> **WORK TO BE COMPLETED**: Below are records; reproduce exactly the lines from the one that has "assert!(rg.record_join_at(1, 100, secs(t0, 9)));" through the one that has "assert!(!rg.record_join_at(7, 1, secs(t0, 10)));", ends included, and nothing more.

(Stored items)

*** Block opens ***

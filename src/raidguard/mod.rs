// src/raidguard/mod.rs

use std::collections::VecDeque;
use std::time::Instant;

use dashmap::DashMap;
use tracing::debug;

use crate::{ScopeId, SubjectId};

pub mod policy;

pub use policy::{EventKind, PolicyTable, WindowPolicy, FALLBACK_POLICY};

/// Pojedyncze zdarzenie w oknie. Scope i rodzaj siedzą w kluczu mapy.
#[derive(Debug, Clone, Copy, PartialEq, Eq)]
pub struct EventRecord {
    pub subject: Option<SubjectId>,
    pub at: Instant,
}

/// Licznik zdarzeń w przesuwnym oknie (join-flood, spam, nuke kanałów/ról, bany).
///
/// Zwraca tylko werdykt `true/false` – żadnych akcji moderacyjnych.
/// Stan jest w pamięci, tworzony przy starcie i nigdy nie serializowany.
#[derive(Debug)]
pub struct RaidGuard {
    policies: PolicyTable,
    events: DashMap<(ScopeId, EventKind), VecDeque<EventRecord>>, // (guild, rodzaj)
    raid_mode: DashMap<ScopeId, bool>,
}

impl Default for RaidGuard {
    fn default() -> Self {
        Self::new(PolicyTable::default())
    }
}

impl RaidGuard {
    pub fn new(policies: PolicyTable) -> Self {
        Self {
            policies,
            events: DashMap::new(),
            raid_mode: DashMap::new(),
        }
    }

    pub fn policy(&self, kind: &EventKind) -> WindowPolicy {
        self.policies.get(kind)
    }

    /* ===========================
       Zdarzenia
       =========================== */

    /// Dołączenie członka. `true` gdy liczba joinów w oknie osiągnęła próg.
    pub fn record_join(&self, scope: ScopeId, subject: SubjectId) -> bool {
        self.record_join_at(scope, subject, Instant::now())
    }

    pub fn record_join_at(&self, scope: ScopeId, subject: SubjectId, at: Instant) -> bool {
        self.record_at(scope, &EventKind::Join, Some(subject), at)
    }

    /// Każde inne zdarzenie (wiadomość, kanał, rola, ban...).
    pub fn record_action(
        &self,
        scope: ScopeId,
        kind: &EventKind,
        subject: Option<SubjectId>,
    ) -> bool {
        self.record_at(scope, kind, subject, Instant::now())
    }

    pub fn record_action_at(
        &self,
        scope: ScopeId,
        kind: &EventKind,
        subject: Option<SubjectId>,
        at: Instant,
    ) -> bool {
        self.record_at(scope, kind, subject, at)
    }

    // append → evict → count → porównanie; całość pod blokadą wpisu (scope, kind)
    fn record_at(
        &self,
        scope: ScopeId,
        kind: &EventKind,
        subject: Option<SubjectId>,
        at: Instant,
    ) -> bool {
        let policy = self.policies.get(kind);

        let mut list = self.events.entry((scope, kind.clone())).or_default();
        list.push_back(EventRecord { subject, at });
        list.retain(|e| at.saturating_duration_since(e.at) < policy.window);

        let count = if policy.per_subject {
            list.iter().filter(|e| e.subject == subject).count()
        } else {
            list.len()
        };

        let breached = count >= policy.threshold as usize;
        if breached {
            debug!(
                scope,
                kind = %kind,
                subject = ?subject,
                count,
                threshold = policy.threshold,
                "window threshold reached"
            );
        }
        breached
    }

    /// Ile zdarzeń aktualnie siedzi w oknie (po ostatnim czyszczeniu).
    pub fn retained(&self, scope: ScopeId, kind: &EventKind) -> usize {
        self.events
            .get(&(scope, kind.clone()))
            .map(|l| l.len())
            .unwrap_or(0)
    }

    /* ===========================
       Raid mode (tylko flaga)
       =========================== */

    pub fn enable_raid_mode(&self, scope: ScopeId) {
        self.raid_mode.insert(scope, true);
    }

    pub fn disable_raid_mode(&self, scope: ScopeId) {
        self.raid_mode.insert(scope, false);
    }

    pub fn is_raid_mode_enabled(&self, scope: ScopeId) -> bool {
        self.raid_mode.get(&scope).map(|v| *v).unwrap_or(false)
    }
}

#[cfg(test)]
mod tests {
    use super::*;
    use proptest::prelude::*;
    use std::time::Duration;

    fn secs(t0: Instant, s: u64) -> Instant {
        t0 + Duration::from_secs(s)
    }

    #[test]
    fn fifth_join_within_window_breaches() {
        let rg = RaidGuard::default();
        let t0 = Instant::now();
        for (i, s) in [0, 2, 4, 6].into_iter().enumerate() {
            assert!(!rg.record_join_at(1, i as u64, secs(t0, s)));
        }
        assert!(rg.record_join_at(1, 99, secs(t0, 8)));
        // dalej true, dopóki okno nie spadnie poniżej progu
        assert!(rg.record_join_at(1, 100, secs(t0, 9)));
    }

    #[test]
    fn window_elapsed_evicts_everything() {
        let rg = RaidGuard::default();
        let t0 = Instant::now();
        for i in 0..20 {
            rg.record_join_at(7, i, t0);
        }
        assert_eq!(rg.retained(7, &EventKind::Join), 20);
        assert!(!rg.record_join_at(7, 1, secs(t0, 10)));
        assert_eq!(rg.retained(7, &EventKind::Join), 1);
    }

    #[test]
    fn message_threshold_is_per_subject() {
        let rg = RaidGuard::default();
        let t0 = Instant::now();
        let msg = EventKind::Message;
        // 7 różnych osób, po jednej wiadomości – brak spamu
        for user in 0..7 {
            assert!(!rg.record_action_at(1, &msg, Some(user), t0));
        }
        for _ in 0..7 {
            assert!(!rg.record_action_at(1, &msg, Some(42), t0));
        }
        assert!(rg.record_action_at(1, &msg, Some(42), t0));
        // inny użytkownik nadal czysty
        assert!(!rg.record_action_at(1, &msg, Some(5), t0));
    }

    #[test]
    fn channel_deletes_count_across_subjects() {
        let rg = RaidGuard::default();
        let t0 = Instant::now();
        let kind = EventKind::ChannelDelete;
        assert!(!rg.record_action_at(3, &kind, Some(1), t0));
        assert!(!rg.record_action_at(3, &kind, Some(2), secs(t0, 1)));
        assert!(rg.record_action_at(3, &kind, None, secs(t0, 2)));
    }

    #[test]
    fn unknown_kind_uses_fallback_policy() {
        let rg = RaidGuard::default();
        let t0 = Instant::now();
        let kind = EventKind::Other("webhook_update".into());
        for _ in 0..9 {
            assert!(!rg.record_action_at(1, &kind, None, t0));
        }
        assert!(rg.record_action_at(1, &kind, None, secs(t0, 29)));
        // po 30s od pierwszego – pierwsze 9 wypada
        assert!(!rg.record_action_at(1, &kind, None, secs(t0, 30)));
    }

    #[test]
    fn threshold_of_one_breaches_immediately() {
        let table = PolicyTable::default().with(EventKind::Ban, WindowPolicy::new(1, 10, false));
        let rg = RaidGuard::new(table);
        assert!(rg.record_action(9, &EventKind::Ban, Some(1)));
    }

    #[test]
    fn scopes_are_isolated() {
        let rg = RaidGuard::default();
        let t0 = Instant::now();
        for i in 0..4 {
            rg.record_join_at(1, i, t0);
        }
        assert!(!rg.record_join_at(2, 1, t0));
        assert!(rg.record_join_at(1, 5, t0));
    }

    #[test]
    fn raid_mode_round_trip() {
        let rg = RaidGuard::default();
        assert!(!rg.is_raid_mode_enabled(5));
        rg.enable_raid_mode(5);
        assert!(rg.is_raid_mode_enabled(5));
        rg.disable_raid_mode(5);
        assert!(!rg.is_raid_mode_enabled(5));
    }

    #[test]
    fn breach_never_flips_raid_mode() {
        let rg = RaidGuard::default();
        let t0 = Instant::now();
        for i in 0..10 {
            rg.record_join_at(1, i, t0);
        }
        assert!(!rg.is_raid_mode_enabled(1));
    }

    proptest! {
        #[test]
        fn retained_events_stay_inside_window(gaps in proptest::collection::vec(0u64..4_000, 1..200)) {
            let rg = RaidGuard::default();
            let kind = EventKind::ChannelCreate;
            let window = rg.policy(&kind).window;
            let t0 = Instant::now();
            let mut now = t0;
            let mut times: Vec<Instant> = Vec::new();
            for gap in gaps {
                now += Duration::from_millis(gap);
                times.push(now);
                rg.record_action_at(1, &kind, Some(1), now);
                let live = times.iter().filter(|t| now.duration_since(**t) < window).count();
                prop_assert_eq!(rg.retained(1, &kind), live);
            }
        }
    }
}
use thiserror::Error;

/// Błędy konfiguracji – zgłaszane raz, przy starcie.
/// Proces z błędną konfiguracją nie powinien wystartować.
#[derive(Debug, Error)]
pub enum ConfigError {
    #[error("invalid window policy for `{kind}`: {reason}")]
    InvalidPolicy { kind: String, reason: &'static str },

    #[error("pattern for term `{term}` could not be compiled: {source}")]
    Pattern {
        term: String,
        #[source]
        source: regex::Error,
    },

    #[error("invalid malicious-content pattern `{pattern}`: {source}")]
    LinkPattern {
        pattern: String,
        #[source]
        source: regex::Error,
    },

    #[error("vocabulary file {path}: {source}")]
    VocabularyIo {
        path: String,
        #[source]
        source: std::io::Error,
    },

    #[error("vocabulary file {path} is not valid JSON: {source}")]
    VocabularyFormat {
        path: String,
        #[source]
        source: serde_json::Error,
    },

    #[error("invalid strikes config: {0}")]
    Strikes(&'static str),
}

/// Błąd parsowania linii z feedu operatora.
#[derive(Debug, Error, PartialEq, Eq)]
pub enum FeedError {
    #[error("unknown verb `{0}`")]
    UnknownVerb(String),

    #[error("missing {0}")]
    Missing(&'static str),

    #[error("invalid id `{0}`")]
    InvalidId(String),

    #[error("unknown raid switch `{0}` (expected on|off|status)")]
    RaidSwitch(String),
}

*** Block closes ***

> **FINAL ANSWER**:
        assert!(rg.record_join_at(1, 100, secs(t0, 9)));
    }

    #[test]
    fn window_elapsed_evicts_everything() {
        let rg = RaidGuard::default();
        let t0 = Instant::now();
        for i in 0..20 {
            rg.record_join_at(7, i, t0);
        }
        assert_eq!(rg.retained(7, &EventKind::Join), 20);
        assert!(!rg.record_join_at(7, 1, secs(t0, 10)));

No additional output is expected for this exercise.